--- Material for the task Enclosed Below ---

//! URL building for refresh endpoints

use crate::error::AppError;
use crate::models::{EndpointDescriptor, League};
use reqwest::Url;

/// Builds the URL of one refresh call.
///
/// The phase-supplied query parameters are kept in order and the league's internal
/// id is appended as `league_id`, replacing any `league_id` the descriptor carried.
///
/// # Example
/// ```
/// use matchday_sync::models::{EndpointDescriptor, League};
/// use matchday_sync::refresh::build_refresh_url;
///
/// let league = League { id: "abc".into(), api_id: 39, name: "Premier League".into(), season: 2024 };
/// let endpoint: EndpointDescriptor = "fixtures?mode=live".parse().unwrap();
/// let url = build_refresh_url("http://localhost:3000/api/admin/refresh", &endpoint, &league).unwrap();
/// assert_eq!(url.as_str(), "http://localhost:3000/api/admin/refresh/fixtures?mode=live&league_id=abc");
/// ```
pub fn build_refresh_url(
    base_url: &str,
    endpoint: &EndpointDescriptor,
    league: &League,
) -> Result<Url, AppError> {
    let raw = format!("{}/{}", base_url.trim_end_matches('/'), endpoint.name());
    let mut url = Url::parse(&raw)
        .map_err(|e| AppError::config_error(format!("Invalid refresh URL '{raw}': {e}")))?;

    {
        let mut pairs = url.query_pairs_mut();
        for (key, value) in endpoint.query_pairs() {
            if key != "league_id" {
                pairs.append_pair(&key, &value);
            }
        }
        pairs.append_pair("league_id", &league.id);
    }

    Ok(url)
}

--- End of Enclosed Material for the task ---
--- Material for the task Enclosed Below ---

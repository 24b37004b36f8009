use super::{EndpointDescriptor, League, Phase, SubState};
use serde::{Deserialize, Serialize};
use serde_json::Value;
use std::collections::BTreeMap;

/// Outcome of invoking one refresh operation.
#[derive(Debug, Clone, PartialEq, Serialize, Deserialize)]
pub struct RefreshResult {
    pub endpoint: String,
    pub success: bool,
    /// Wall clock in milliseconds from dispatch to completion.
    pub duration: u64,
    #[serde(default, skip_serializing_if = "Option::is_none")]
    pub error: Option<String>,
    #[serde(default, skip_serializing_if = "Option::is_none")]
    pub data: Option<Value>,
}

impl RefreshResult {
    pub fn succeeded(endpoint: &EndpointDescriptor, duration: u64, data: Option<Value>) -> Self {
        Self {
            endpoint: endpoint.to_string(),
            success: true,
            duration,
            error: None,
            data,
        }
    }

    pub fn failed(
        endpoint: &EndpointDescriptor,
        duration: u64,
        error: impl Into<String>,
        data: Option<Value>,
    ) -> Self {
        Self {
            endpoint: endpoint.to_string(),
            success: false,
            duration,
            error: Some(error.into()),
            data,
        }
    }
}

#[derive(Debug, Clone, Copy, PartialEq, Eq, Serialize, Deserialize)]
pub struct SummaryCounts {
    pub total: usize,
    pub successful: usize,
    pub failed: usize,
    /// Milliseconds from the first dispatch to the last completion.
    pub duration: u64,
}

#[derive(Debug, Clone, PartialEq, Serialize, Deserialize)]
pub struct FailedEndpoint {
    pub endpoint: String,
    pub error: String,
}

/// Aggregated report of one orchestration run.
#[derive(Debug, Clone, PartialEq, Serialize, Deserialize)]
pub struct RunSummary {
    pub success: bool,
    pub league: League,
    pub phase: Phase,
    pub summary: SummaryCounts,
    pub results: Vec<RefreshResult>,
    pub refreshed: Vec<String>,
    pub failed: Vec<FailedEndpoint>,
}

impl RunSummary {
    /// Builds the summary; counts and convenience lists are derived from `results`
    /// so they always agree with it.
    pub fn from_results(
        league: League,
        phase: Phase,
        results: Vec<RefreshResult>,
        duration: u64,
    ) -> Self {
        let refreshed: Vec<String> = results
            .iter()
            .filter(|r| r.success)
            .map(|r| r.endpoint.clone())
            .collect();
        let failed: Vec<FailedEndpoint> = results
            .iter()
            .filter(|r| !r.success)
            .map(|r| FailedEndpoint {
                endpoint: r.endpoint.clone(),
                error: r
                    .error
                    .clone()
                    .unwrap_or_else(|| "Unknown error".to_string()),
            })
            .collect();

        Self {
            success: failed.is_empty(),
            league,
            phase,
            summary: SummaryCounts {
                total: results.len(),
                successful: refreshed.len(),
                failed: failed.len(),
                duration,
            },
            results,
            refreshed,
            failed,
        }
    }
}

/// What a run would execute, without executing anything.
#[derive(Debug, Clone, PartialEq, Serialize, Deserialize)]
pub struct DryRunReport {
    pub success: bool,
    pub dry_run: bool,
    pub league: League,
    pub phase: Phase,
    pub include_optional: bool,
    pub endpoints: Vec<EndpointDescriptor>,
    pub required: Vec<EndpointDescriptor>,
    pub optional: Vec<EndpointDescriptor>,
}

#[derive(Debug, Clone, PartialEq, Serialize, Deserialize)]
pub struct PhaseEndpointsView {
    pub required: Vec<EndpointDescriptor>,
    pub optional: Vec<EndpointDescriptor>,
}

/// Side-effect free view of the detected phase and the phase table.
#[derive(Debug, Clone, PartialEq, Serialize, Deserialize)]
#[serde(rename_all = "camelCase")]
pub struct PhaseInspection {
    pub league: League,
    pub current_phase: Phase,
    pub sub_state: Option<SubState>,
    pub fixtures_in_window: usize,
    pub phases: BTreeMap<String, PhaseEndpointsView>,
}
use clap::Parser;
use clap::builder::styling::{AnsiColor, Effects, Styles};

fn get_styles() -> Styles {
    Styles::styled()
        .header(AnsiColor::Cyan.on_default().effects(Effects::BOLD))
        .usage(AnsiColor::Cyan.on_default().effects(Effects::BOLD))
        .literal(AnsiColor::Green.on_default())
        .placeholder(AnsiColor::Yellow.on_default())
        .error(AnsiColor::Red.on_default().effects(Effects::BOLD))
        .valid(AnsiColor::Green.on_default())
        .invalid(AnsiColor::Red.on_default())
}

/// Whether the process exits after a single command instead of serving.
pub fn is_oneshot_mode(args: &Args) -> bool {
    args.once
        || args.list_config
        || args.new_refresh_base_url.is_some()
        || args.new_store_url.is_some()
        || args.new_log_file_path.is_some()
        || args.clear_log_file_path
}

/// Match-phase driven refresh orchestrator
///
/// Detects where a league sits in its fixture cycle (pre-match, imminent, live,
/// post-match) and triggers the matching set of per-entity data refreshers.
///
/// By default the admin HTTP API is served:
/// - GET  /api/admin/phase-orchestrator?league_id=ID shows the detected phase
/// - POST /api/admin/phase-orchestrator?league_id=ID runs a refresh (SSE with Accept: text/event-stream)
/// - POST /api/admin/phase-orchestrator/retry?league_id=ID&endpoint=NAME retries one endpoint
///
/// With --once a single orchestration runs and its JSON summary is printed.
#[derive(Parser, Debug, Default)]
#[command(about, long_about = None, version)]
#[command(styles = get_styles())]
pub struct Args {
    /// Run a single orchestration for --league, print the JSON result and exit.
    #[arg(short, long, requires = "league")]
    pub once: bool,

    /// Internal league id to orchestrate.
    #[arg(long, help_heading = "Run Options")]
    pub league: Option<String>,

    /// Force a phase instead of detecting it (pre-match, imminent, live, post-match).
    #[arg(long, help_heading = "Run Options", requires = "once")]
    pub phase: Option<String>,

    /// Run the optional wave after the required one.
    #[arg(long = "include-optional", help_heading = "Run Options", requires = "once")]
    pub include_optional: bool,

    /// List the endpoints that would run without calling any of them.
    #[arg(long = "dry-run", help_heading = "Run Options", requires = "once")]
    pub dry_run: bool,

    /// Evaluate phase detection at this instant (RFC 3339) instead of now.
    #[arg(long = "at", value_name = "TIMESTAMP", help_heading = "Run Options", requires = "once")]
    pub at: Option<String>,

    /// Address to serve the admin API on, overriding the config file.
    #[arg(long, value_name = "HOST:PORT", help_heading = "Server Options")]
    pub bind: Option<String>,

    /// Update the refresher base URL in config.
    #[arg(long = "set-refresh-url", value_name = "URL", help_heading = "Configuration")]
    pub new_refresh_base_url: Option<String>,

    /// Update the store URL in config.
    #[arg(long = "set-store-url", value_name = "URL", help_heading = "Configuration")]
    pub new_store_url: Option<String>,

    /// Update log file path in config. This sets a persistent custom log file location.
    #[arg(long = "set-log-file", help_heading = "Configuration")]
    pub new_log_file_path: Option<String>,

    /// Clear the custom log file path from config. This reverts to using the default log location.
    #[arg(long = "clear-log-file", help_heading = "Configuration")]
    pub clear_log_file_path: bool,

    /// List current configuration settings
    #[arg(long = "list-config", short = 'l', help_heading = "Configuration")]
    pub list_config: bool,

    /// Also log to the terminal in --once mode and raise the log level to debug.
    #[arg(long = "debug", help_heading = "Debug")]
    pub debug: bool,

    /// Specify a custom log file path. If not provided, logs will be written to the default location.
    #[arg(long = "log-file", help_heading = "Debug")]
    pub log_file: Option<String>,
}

--- End of Enclosed Material for the task ---
--- Material for the task Enclosed Below ---

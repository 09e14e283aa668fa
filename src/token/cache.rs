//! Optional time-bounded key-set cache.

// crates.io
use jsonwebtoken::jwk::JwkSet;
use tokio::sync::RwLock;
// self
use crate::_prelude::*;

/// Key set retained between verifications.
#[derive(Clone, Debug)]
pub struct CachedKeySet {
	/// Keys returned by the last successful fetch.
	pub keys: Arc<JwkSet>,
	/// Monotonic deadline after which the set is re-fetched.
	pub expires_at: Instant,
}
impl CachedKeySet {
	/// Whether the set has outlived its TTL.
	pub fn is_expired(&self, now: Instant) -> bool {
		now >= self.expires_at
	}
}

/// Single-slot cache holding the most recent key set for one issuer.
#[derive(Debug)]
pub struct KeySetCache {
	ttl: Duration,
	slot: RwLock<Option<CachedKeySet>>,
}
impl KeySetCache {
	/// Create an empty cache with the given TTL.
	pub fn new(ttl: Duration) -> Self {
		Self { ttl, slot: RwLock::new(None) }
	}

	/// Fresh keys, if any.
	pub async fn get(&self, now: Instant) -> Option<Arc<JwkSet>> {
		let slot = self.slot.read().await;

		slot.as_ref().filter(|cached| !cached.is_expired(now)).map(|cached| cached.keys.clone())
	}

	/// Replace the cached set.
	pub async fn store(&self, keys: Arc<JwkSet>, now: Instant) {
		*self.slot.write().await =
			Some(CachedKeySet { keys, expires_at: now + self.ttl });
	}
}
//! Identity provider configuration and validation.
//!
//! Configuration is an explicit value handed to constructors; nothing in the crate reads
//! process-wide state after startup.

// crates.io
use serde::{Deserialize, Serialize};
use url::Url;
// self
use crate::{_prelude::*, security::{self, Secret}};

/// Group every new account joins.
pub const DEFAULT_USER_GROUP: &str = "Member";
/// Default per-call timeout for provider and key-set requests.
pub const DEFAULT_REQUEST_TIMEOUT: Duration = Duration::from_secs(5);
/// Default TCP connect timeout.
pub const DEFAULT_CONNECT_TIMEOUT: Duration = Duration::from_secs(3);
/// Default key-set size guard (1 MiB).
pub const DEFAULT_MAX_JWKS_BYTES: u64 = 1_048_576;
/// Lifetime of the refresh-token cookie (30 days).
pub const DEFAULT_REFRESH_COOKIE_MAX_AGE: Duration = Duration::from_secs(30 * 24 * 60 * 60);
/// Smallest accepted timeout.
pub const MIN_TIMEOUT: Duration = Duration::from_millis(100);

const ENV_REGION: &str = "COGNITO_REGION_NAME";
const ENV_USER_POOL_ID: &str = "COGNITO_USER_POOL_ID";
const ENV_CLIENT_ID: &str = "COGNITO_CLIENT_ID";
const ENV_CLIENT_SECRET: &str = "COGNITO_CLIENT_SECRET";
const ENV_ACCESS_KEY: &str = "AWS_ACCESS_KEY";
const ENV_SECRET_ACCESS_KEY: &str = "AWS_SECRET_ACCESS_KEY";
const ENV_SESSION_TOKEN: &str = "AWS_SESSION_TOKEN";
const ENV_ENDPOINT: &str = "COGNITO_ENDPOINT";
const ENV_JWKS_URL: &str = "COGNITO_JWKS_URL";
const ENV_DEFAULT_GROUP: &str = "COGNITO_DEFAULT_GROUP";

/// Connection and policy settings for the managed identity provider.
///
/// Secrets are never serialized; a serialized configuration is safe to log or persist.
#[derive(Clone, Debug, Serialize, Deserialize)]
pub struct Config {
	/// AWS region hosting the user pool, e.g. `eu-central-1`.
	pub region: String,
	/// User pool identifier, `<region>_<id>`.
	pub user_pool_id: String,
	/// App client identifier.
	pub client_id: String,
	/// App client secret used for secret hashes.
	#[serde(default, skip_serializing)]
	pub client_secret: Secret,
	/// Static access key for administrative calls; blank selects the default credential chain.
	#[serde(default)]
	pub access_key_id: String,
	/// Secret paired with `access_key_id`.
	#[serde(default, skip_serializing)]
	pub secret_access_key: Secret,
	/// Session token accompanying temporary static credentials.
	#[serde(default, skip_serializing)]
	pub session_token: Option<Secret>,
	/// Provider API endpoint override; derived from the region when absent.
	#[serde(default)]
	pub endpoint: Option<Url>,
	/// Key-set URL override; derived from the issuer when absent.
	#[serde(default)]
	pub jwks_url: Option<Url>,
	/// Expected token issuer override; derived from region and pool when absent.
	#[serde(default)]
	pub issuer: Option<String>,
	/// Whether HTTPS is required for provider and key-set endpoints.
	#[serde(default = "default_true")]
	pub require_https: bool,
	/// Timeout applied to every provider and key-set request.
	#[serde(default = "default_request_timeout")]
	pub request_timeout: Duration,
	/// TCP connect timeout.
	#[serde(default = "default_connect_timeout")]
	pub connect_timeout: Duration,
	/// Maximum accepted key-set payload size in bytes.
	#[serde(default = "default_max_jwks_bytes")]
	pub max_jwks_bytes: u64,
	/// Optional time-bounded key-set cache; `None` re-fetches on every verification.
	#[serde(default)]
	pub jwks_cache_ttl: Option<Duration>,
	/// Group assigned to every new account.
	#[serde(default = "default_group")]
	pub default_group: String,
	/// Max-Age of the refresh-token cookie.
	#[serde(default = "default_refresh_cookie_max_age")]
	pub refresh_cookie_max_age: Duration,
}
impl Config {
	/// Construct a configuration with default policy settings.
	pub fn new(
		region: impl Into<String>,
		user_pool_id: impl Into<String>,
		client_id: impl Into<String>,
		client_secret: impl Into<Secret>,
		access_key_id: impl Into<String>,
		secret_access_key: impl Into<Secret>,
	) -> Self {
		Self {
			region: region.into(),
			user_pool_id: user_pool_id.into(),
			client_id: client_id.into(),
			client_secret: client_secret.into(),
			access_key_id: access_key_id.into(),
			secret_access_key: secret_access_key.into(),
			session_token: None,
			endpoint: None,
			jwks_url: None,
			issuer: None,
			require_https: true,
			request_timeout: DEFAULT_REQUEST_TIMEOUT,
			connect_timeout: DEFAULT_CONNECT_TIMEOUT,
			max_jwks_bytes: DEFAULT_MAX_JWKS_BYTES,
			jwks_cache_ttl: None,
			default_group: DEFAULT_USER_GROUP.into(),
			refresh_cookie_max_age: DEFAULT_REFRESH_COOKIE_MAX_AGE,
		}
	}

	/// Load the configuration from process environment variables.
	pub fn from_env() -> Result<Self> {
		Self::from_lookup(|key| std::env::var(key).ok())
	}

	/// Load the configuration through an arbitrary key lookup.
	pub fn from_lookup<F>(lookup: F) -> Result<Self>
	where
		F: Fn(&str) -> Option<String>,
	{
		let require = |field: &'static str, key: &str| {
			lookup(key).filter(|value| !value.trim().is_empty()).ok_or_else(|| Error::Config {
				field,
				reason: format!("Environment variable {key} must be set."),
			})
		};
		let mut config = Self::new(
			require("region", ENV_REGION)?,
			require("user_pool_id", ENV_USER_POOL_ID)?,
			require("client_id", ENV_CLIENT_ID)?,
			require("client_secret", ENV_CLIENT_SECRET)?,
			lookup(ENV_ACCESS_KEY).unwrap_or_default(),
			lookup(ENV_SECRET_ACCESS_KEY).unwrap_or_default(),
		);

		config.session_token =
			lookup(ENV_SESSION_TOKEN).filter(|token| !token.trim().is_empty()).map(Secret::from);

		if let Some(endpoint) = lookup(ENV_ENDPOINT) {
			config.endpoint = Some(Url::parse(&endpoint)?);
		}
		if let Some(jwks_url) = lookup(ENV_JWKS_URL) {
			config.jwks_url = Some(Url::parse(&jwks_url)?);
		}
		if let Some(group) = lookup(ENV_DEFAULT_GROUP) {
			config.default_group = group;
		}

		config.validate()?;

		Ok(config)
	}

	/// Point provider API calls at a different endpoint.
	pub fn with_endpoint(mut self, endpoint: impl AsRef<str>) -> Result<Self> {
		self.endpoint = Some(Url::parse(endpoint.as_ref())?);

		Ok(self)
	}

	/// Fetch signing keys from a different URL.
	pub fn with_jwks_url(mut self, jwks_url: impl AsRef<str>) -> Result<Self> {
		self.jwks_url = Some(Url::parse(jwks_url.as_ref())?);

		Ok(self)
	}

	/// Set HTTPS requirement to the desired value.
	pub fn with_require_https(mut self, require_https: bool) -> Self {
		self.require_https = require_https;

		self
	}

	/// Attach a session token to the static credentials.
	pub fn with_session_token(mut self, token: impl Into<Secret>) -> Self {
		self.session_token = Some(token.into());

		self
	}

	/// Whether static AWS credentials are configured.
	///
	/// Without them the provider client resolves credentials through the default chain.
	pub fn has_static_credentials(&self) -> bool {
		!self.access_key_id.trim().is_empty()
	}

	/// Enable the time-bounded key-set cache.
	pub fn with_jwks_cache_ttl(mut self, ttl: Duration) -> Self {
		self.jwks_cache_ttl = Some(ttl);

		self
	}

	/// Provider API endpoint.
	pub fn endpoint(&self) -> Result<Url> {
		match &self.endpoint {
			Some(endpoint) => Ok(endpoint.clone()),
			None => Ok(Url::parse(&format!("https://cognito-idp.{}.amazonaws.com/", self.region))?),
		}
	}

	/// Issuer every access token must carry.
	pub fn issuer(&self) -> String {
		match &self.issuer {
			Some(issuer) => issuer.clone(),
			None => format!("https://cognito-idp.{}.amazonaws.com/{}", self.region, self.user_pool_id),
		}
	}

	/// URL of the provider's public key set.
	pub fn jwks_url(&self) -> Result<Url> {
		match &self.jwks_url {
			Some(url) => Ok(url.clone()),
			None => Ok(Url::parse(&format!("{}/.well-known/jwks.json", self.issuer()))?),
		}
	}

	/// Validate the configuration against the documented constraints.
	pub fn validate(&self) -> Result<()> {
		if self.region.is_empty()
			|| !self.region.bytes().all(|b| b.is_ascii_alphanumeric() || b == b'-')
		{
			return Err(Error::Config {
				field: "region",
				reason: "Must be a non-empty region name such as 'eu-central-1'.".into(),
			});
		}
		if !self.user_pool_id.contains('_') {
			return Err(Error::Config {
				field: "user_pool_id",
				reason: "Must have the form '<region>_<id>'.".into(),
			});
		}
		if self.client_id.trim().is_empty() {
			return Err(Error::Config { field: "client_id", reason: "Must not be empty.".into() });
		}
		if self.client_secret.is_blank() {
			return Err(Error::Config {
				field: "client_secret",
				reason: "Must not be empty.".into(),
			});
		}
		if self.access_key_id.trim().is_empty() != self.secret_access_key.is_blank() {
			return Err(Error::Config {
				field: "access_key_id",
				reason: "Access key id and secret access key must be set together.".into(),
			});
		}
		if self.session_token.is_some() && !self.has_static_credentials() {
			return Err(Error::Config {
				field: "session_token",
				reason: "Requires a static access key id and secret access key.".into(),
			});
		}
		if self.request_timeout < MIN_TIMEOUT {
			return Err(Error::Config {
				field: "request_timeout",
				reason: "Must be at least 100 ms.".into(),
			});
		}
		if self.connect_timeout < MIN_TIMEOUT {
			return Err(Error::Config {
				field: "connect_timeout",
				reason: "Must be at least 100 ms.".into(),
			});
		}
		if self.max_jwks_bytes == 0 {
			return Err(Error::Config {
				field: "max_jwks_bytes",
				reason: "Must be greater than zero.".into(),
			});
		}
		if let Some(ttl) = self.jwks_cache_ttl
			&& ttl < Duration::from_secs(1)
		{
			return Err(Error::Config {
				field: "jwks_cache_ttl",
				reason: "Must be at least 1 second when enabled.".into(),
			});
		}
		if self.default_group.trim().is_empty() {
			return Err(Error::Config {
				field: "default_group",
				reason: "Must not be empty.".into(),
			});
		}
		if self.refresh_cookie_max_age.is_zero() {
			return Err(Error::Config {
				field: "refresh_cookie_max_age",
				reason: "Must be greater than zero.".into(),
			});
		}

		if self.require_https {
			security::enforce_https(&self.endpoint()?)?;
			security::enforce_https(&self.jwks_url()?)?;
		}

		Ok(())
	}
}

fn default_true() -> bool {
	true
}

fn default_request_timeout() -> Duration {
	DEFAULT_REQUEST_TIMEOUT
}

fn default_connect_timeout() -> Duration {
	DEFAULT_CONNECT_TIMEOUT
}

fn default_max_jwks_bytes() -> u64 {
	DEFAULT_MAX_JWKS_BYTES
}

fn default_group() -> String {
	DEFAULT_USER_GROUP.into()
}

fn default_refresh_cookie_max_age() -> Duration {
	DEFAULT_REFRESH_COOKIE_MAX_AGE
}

--- End of Enclosed Material for the task ---

→ **Task directions**
Once you have counted the lines of the data that contain the word "BOLD", please reply with that number alone.

→ **Your solution**
3